Records Block Start

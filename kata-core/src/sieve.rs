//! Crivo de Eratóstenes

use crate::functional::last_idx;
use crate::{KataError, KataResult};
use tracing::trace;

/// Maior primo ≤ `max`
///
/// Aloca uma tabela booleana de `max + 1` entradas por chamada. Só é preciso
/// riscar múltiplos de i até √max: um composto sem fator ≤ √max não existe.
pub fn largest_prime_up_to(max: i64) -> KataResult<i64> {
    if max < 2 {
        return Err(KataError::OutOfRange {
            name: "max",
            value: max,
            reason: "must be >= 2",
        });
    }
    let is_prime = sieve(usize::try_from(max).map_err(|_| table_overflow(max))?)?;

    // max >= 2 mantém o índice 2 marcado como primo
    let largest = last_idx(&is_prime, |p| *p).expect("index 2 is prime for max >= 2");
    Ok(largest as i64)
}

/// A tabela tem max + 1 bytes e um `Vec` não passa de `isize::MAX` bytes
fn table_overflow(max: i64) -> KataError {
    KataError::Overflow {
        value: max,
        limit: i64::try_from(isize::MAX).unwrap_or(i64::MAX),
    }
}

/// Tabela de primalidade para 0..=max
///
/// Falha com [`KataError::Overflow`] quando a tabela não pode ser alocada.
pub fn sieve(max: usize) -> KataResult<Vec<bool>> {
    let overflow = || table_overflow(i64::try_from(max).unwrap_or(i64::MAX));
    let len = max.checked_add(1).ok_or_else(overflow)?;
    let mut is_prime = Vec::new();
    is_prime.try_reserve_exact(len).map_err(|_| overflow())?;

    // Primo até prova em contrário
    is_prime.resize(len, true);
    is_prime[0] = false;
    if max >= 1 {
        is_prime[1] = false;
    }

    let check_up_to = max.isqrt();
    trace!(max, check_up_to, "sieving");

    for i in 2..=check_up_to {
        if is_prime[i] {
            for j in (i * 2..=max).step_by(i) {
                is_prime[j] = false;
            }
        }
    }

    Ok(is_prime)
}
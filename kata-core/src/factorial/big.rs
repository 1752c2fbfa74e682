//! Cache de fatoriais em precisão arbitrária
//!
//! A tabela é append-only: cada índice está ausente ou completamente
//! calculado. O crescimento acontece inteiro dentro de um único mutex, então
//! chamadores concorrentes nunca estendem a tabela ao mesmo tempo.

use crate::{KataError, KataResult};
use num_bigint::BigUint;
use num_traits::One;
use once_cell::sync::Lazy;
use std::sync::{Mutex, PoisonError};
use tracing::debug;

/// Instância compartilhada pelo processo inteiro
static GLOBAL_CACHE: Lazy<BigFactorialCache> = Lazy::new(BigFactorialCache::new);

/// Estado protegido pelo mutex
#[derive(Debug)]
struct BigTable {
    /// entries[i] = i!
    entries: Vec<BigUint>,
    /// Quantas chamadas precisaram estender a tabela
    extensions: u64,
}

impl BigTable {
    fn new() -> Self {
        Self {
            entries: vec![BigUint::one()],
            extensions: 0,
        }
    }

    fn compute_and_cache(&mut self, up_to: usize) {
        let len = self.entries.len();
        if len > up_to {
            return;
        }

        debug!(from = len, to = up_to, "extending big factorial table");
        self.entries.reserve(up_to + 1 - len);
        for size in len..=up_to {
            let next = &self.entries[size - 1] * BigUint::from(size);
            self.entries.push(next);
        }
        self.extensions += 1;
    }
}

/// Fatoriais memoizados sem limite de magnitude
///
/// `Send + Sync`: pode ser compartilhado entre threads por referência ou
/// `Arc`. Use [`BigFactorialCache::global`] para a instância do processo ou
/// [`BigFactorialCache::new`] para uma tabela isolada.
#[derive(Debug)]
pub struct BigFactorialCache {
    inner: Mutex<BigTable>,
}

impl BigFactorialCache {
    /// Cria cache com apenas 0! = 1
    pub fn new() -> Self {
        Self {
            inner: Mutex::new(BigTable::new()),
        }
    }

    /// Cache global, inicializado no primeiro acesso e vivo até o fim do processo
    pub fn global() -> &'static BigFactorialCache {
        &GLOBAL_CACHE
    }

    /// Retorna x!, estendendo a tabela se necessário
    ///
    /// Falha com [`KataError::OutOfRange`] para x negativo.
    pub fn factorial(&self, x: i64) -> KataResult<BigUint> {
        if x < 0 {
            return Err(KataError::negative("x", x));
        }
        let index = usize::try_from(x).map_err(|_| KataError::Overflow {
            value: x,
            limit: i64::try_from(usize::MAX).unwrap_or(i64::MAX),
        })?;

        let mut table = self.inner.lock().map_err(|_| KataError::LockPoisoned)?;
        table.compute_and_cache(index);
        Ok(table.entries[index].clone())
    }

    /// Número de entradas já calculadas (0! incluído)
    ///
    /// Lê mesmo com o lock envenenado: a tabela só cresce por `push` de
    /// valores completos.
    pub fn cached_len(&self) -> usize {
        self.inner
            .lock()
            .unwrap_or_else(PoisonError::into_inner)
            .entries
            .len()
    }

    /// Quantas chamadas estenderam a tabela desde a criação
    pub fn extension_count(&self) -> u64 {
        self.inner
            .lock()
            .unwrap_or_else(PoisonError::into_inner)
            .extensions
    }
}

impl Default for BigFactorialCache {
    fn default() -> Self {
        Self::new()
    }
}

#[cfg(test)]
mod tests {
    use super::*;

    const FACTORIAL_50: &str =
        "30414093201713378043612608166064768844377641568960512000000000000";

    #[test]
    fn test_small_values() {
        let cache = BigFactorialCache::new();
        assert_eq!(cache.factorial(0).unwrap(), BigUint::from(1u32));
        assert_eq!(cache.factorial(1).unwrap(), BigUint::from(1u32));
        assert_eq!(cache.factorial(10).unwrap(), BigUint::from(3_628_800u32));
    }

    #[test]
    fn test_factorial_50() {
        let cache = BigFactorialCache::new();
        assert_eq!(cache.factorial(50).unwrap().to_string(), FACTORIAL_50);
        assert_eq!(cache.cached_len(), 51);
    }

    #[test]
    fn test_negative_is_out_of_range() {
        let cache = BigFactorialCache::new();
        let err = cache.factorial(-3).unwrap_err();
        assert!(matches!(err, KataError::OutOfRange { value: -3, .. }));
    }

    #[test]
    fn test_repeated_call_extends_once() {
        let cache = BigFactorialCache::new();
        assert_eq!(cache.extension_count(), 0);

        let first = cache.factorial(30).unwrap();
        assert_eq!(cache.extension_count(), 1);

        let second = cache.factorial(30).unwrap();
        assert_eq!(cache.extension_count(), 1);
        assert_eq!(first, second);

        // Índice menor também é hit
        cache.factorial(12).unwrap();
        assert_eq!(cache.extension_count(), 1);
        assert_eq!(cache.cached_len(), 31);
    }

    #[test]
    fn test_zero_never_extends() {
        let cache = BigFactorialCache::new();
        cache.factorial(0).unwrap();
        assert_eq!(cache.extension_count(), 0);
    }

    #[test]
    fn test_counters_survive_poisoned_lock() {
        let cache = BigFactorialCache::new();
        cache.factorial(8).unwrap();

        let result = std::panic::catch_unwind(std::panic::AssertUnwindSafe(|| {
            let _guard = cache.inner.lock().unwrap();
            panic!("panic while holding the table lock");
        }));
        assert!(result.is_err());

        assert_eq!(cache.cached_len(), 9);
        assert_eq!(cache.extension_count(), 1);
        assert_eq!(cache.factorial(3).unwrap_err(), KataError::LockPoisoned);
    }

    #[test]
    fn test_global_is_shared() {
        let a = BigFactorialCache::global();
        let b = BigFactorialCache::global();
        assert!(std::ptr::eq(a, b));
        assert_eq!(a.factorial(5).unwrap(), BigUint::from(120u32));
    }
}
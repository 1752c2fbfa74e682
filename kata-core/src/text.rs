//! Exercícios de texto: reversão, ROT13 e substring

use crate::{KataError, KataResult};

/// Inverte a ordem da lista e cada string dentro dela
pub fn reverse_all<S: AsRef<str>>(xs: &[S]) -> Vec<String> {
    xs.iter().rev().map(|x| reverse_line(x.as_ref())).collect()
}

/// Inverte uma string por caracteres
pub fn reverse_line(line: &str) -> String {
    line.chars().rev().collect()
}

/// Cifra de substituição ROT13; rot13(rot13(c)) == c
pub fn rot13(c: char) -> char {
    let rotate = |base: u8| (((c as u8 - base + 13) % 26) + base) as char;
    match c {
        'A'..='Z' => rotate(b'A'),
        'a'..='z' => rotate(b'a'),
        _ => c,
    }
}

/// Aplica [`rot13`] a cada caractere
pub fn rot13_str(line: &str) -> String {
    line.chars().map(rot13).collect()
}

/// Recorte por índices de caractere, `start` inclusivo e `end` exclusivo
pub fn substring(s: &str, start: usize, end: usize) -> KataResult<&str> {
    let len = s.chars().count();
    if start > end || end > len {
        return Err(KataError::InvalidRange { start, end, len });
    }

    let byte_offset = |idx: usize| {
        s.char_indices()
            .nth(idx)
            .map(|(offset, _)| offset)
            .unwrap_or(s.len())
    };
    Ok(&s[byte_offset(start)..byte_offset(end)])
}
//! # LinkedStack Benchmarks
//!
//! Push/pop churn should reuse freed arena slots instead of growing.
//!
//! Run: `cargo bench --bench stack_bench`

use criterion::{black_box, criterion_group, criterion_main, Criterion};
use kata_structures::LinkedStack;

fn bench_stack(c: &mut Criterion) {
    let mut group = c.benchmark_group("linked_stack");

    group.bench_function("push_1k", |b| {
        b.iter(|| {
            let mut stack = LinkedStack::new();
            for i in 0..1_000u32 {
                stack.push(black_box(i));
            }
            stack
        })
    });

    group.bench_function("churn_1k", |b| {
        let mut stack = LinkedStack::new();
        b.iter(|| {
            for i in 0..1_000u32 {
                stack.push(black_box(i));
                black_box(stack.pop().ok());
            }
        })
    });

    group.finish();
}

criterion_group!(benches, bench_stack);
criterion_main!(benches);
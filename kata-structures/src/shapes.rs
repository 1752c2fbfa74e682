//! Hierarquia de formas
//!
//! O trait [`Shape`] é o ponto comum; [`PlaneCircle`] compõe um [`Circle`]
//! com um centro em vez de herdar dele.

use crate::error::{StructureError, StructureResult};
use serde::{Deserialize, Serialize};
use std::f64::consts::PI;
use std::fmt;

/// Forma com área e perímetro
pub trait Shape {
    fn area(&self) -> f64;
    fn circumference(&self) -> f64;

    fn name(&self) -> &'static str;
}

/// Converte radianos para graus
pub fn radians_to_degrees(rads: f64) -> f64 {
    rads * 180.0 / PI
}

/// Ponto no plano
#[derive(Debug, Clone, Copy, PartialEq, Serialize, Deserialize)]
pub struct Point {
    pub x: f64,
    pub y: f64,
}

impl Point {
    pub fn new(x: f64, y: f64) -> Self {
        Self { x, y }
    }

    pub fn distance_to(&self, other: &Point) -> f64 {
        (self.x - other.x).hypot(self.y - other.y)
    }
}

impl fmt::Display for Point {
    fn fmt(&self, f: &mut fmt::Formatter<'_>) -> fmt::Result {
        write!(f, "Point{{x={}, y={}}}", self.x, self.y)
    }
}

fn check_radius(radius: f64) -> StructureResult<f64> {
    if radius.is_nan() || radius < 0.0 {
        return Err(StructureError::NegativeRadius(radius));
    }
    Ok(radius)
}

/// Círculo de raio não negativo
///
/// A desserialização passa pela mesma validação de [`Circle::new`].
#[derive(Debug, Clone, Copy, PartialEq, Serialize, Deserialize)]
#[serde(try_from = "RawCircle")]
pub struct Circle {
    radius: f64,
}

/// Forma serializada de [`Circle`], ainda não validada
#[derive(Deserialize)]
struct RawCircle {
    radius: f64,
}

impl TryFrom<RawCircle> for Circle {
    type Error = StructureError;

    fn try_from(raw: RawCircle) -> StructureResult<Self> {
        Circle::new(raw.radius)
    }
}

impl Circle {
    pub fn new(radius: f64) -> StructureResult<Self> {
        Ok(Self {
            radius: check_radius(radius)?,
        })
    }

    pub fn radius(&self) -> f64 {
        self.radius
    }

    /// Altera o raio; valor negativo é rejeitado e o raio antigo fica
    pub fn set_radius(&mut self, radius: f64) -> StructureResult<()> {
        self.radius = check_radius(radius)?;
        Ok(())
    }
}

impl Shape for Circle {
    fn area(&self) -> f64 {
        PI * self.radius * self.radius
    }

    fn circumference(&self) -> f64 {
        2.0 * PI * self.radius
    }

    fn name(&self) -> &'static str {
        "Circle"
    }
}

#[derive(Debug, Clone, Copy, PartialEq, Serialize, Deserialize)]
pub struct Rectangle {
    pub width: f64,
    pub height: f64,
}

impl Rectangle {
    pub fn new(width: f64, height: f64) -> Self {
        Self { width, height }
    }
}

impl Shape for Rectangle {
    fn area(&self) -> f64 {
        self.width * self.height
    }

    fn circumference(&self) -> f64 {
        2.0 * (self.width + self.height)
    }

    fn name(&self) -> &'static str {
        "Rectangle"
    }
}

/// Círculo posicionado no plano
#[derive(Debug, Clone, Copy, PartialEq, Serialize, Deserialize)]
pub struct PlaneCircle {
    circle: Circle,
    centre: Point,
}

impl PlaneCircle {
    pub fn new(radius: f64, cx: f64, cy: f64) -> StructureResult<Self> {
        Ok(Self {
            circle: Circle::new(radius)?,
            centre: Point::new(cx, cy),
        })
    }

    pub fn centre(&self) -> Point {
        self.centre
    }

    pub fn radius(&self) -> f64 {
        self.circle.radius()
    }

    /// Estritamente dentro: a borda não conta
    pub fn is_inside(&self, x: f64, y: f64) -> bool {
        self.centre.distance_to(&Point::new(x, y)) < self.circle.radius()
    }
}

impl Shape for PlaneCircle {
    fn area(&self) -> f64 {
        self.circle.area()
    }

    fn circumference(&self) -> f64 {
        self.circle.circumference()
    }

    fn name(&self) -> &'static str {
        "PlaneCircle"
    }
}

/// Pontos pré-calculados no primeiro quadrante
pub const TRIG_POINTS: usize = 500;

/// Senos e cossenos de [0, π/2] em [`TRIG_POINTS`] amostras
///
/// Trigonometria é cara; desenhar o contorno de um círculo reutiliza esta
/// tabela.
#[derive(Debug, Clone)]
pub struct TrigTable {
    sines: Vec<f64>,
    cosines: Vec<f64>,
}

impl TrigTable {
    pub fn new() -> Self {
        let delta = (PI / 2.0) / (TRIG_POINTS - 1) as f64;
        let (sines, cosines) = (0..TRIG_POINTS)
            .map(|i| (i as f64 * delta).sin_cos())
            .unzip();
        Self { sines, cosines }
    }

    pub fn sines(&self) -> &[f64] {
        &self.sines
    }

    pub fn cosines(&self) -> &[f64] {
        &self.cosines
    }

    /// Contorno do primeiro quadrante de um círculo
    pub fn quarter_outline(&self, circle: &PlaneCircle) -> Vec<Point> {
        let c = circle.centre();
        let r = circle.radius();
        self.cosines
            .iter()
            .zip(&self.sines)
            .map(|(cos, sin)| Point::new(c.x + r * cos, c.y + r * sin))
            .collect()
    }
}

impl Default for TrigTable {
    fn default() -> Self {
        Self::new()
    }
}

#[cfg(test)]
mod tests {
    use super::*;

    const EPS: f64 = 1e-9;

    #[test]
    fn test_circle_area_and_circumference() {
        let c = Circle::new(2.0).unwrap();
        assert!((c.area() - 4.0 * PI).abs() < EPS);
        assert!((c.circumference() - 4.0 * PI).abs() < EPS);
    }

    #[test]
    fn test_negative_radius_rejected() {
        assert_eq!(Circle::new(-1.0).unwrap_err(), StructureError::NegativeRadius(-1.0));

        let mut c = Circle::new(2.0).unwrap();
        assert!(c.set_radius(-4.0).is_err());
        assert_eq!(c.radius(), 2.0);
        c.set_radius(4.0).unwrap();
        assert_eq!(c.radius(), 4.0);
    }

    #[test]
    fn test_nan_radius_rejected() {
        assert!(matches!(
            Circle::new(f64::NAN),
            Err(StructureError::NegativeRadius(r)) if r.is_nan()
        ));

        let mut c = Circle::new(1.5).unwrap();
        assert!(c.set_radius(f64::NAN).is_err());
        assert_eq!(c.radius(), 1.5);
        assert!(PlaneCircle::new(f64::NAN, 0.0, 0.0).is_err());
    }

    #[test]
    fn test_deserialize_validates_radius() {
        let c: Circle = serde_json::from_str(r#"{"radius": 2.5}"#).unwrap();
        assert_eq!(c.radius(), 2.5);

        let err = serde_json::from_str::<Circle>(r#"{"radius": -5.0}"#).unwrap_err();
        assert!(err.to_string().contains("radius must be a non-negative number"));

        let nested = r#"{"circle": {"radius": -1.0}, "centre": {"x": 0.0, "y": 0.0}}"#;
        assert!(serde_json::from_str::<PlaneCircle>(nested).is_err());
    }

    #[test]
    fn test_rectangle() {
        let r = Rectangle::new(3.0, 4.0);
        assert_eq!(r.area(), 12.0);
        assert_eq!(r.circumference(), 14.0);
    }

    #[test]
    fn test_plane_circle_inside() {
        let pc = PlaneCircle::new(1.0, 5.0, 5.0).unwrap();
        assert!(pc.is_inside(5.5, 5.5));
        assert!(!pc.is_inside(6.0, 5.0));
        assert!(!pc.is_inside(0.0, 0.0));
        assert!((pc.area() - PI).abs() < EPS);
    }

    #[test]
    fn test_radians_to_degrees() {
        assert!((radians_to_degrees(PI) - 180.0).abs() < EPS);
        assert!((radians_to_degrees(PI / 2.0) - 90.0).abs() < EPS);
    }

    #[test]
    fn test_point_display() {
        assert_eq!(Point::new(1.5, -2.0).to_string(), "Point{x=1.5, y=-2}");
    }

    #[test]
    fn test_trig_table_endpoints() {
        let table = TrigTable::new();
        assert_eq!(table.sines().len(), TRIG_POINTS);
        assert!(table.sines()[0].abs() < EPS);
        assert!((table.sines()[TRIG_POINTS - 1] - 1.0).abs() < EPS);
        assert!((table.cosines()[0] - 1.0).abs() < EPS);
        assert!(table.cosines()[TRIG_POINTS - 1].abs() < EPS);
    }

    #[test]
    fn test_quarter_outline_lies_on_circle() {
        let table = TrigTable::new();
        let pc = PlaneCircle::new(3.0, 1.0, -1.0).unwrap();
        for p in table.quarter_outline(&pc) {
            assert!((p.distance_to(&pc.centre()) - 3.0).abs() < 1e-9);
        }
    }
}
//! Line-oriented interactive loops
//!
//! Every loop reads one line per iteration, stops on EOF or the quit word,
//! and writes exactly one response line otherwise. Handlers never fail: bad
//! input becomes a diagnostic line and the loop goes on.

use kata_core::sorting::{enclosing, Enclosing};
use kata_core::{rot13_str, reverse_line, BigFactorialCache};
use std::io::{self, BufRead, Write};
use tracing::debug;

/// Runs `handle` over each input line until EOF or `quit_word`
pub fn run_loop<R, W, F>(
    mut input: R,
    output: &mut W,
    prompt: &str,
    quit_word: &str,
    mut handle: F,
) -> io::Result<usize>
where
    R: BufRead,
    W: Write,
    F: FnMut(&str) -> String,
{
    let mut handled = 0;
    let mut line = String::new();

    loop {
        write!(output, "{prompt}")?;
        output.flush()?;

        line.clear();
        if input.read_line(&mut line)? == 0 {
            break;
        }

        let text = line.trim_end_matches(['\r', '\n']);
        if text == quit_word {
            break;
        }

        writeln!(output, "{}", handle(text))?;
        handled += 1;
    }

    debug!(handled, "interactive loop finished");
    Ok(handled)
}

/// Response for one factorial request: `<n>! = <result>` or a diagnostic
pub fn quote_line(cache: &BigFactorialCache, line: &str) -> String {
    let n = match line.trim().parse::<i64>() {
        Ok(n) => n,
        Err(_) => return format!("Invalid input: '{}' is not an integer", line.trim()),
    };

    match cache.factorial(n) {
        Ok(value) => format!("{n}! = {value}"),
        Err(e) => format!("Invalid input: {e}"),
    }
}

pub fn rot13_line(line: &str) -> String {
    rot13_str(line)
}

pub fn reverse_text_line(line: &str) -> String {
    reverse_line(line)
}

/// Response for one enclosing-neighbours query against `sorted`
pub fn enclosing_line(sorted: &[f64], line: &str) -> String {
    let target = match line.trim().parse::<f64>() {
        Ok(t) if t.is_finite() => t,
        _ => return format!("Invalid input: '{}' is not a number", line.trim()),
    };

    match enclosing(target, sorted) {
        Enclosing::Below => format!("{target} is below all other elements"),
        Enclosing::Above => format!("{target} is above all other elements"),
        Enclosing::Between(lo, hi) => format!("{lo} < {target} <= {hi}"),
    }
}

Records Block End

* **Requirement**
The answer should be nothing but the number of lines above that contain "entries".

* **Answer box**
9